Denis Marleau : Je ne me pose jamais la question de la vision plastique avant d’aborder une pièce, c’est toujours le texte qui demeure la base de cette recherche qui deviendra une recherche visuelle et sonore de tous les signes qui vont composer le spectacle. D’abord, j’ai été inspiré par le lieu, le château de Grignan, un espace remarquable qui n’est pas un espace théâtral ordinaire. C’est une façade renaissance d’un château qui surplombe la région de la Drome et particulièrement ce village de Grignan. Ce château a aussi une histoire qui nous a intéressée Stéphanie et moi et que nous avons creusée un peu. Je dis « un peu » parce que nous n’avons pas eu le temps de fouiller à fond et de nous documenter, c’est un projet qui est assez nouveau, qui démarre depuis seulement quelques semaines et qui va donc se développer dans le courant des semaines et mois à venir jusqu’à la première le 28 juin. Il est vrai que nous avons cette façon de travailler la scène à travers les nouvelles technologies que nous utilisons à l’occasion, je précise « à l’occasion » parce que ce n’est pas nécessairement ; il nous ait arrivé de supprimer des vidéos envisagées aux origines d’un projet parce qu’elles n’avaient pas de pertinence.

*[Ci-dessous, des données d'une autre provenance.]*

impl Classifier {
  /// Compiles a classifier from `(pattern, indicator, company_suffix)` rows.
  pub fn from_table(table: &[(&str, Indicator, bool)]) -> Result<Self> {
    let rules = table
      .iter()
      .map(|(pattern, indicator, company_suffix)| {
        Ok(KeywordRule {
          pattern:        compile(pattern)?,
          indicator:      *indicator,
          company_suffix: *company_suffix,
        })
      })
      .collect::<Result<Vec<_>>>()?;
    Ok(Self { rules })
  }

  /// Appends a literal keyword (matched on word boundaries) to the table.
  ///
  /// ```
  /// use pharmafind::classifier::{Classifier, Indicator};
  ///
  /// let classifier = Classifier::default().with_keyword("Sanatorium", Indicator::Academic).unwrap();
  /// assert!(!classifier.classify(Some("Davos Sanatorium"), Some("x@davos.com")).is_non_academic);
  /// ```
  pub fn with_keyword(mut self, keyword: &str, indicator: Indicator) -> Result<Self> {
    let keyword = fold(keyword.trim());
    if keyword.is_empty() {
      return Err(PharmafindError::Config("Empty classifier keyword".to_string()));
    }
    let mut pattern = regex::escape(&keyword);
    if keyword.starts_with(|c: char| c.is_alphanumeric()) {
      pattern.insert_str(0, r"\b");
    }
    if keyword.ends_with(|c: char| c.is_alphanumeric()) {
      pattern.push_str(r"\b");
    }
    self.rules.push(KeywordRule {
      pattern:        compile(&pattern)?,
      indicator,
      company_suffix: indicator != Indicator::Academic,
    });
    Ok(self)
  }

  /// The compiled rules in table order.
  pub fn rules(&self) -> &[KeywordRule] { &self.rules }

  /// Classifies one author's affiliation, using the email only as a tie-breaker.
  ///
  /// An absent or blank affiliation is academic with no company, whatever the email says.
  /// Malformed text never fails; it simply yields no evidence.
  pub fn classify(&self, affiliation: Option<&str>, email: Option<&str>) -> ClassificationVerdict {
    let Some(text) = affiliation.map(strip_contact_details).filter(|text| !text.is_empty()) else {
      return ClassificationVerdict::default();
    };

    let evidence = self.weigh(&text, email);
    trace!("Affiliation {:?} classified with evidence {:?}", text, evidence);

    if !evidence.is_non_academic() {
      return ClassificationVerdict::default();
    }
    ClassificationVerdict { is_non_academic: true, company_name: self.extract_company(&text) }
  }

  /// Works out which rule of the precedence order decides `text`.
  pub fn evidence(&self, affiliation: Option<&str>, email: Option<&str>) -> Evidence {
    match affiliation.map(strip_contact_details).filter(|text| !text.is_empty()) {
      Some(text) => self.weigh(&text, email),
      None => Evidence::Empty,
    }
  }

  /// Applies the precedence order to already cleaned text.
  fn weigh(&self, text: &str, email: Option<&str>) -> Evidence {
    let folded = fold(text);
    if self.matches(&folded, Indicator::Industry) {
      Evidence::Industry
    } else if self.matches(&folded, Indicator::Academic) {
      Evidence::Academic
    } else if self.matches(&folded, Indicator::OrganizationSuffix) {
      Evidence::OrganizationSuffix
    } else if email.and_then(email_domain).is_some_and(|domain| is_commercial_domain(&domain)) {
      Evidence::CommercialEmail
    } else {
      Evidence::NoEvidence
    }
  }

  /// Whether any rule of the given kind matches the folded text.
  fn matches(&self, folded: &str, indicator: Indicator) -> bool {
    self.rules.iter().filter(|rule| rule.indicator == indicator).any(|rule| rule.pattern.is_match(folded))
  }

  /// The byte range from the first to the last company-suffix match in `segment`.
  fn suffix_span(&self, segment: &str) -> Option<Range<usize>> {
    self
      .rules
      .iter()
      .filter(|rule| rule.company_suffix)
      .flat_map(|rule| rule.pattern.find_iter(segment))
      .fold(None, |span: Option<Range<usize>>, found| {
        let start = found.start() + leading_separator_len(found.as_str());
        Some(match span {
          Some(span) => span.start.min(start)..span.end.max(found.end()),
          None => start..found.end(),
        })
      })
  }

  /// Whether a segment is nothing but a legal suffix, such as `"Inc."` or `"Ltd"`.
  fn is_bare_suffix(&self, segment: &str) -> bool {
    self.suffix_span(segment).is_some_and(|span| span.start == 0 && span.end == segment.len())
  }

  /// Pulls a company name out of cleaned affiliation text.
  ///
  /// Segments are the comma or semicolon separated parts of the text. The first segment that has
  /// no academic cue and contains a company suffix wins; its name runs from the segment start to
  /// the end of the last suffix. A comma-separated neighbour that is only a legal form
  /// (`"Genentech, Inc."`, `"Eisai Co., Ltd."`) is pulled in as well. A suffix with no name in
  /// front of it is not a company name.
  fn extract_company(&self, text: &str) -> Option<String> {
    let segments = segments(text);

    for (i, range) in segments.iter().enumerate() {
      let segment = &text[range.clone()];
      if segment.is_empty() || self.matches(&fold(segment), Indicator::Academic) {
        continue;
      }
      let Some(span) = self.suffix_span(segment) else {
        continue;
      };

      let mut start = range.start;
      if span.start == 0 {
        let previous = i.checked_sub(1).map(|p| segments[p].clone()).filter(|previous| {
          segment.len() == span.end
            && !previous.is_empty()
            && !text[previous.end..range.start].contains(';')
            && !self.matches(&fold(&text[previous.clone()]), Indicator::Academic)
        });
        match previous {
          Some(previous) => start = previous.start,
          None => continue,
        }
      }

      let mut end = range.start + span.end;
      for next in &segments[i + 1..] {
        if text[end..next.start].contains(';') || !self.is_bare_suffix(&text[next.clone()]) {
          break;
        }
        end = next.end;
      }

      let name = text[start..end].trim();
      if !name.is_empty() {
        return Some(name.to_string());
      }
    }
    None
  }
}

Stéphanie Jasmin : Oui, ce sont des outils phares. Dès que l’on met une image sur scène dans la représentation qui est déjà une image elle-même, il est important de savoir la doser, quand et comment l’utiliser ou non. C’est un moyen comme un autre, pour nous en tous les cas, dans notre coffre à outils, et comme pour beaucoup de metteurs en scène aujourd’hui. Dans le cas d’Agamemnon par exemple, il y avait la problématique d’Icare, c’était une vraie problématique scénique. Dans Les Femmes Savantes, pour le moment, il n’y a pas de genre de problématique dramaturgique de la représentation.
DM : Il n’y a pas de fantômes (rires), il n’y a pas d’aveugle, de revenants…
SJ : C’est étrange à dire, mais en fait, nous nous inspirons du lieu d’une façon assez réaliste et nous allons jouer avec ça pour créer une amplification de certains rythmes, de certains motifs liés à la lumière ou à la domesticité du lieu, mais il n’y aura pas l’apport du personnage vidéo comme tel, cela est certain.
KA : Beaucoup de français ont découvert le travail de Denis Marleau avec Les Aveugles, puis plus récemment Agamemnon, mais ils n’ont pas forcément vu Une fête pour Boris par exemple qui mettait en scène des automates mais qui n’a pas beaucoup tourné en France, et le public pense donc qu’il va y avoir un systématisme dans l’utilisation des techniques vidéos…
SJ : Vous avez raison de faire cette mise au point parce que ce sont des attentes un peu faussées, je pense que chaque pièce, chaque texte est un nouveau paysage à explorer et le but de la mise en scène est d’éclairer un univers, d’amplifier ses résonances, mais ça part toujours du texte, la forme vient après dans le travail de répétition, de projection rêvée de cette partition précise. S’il y a un système au théâtre, c’est mauvais signe.
Stephanie Jasmin © Gabor Szilasi
KA : En termes d’attente, sur ce lieu intervient une autre contrainte, c’est qu’il a toujours été un lieu de représentation véritablement « grand public » au sens noble du terme, alors comment lier cette exigence que vous avez (vous avez été programmés au Théâtre de la Ville, à la Comédie-Française…) avec cette attente ?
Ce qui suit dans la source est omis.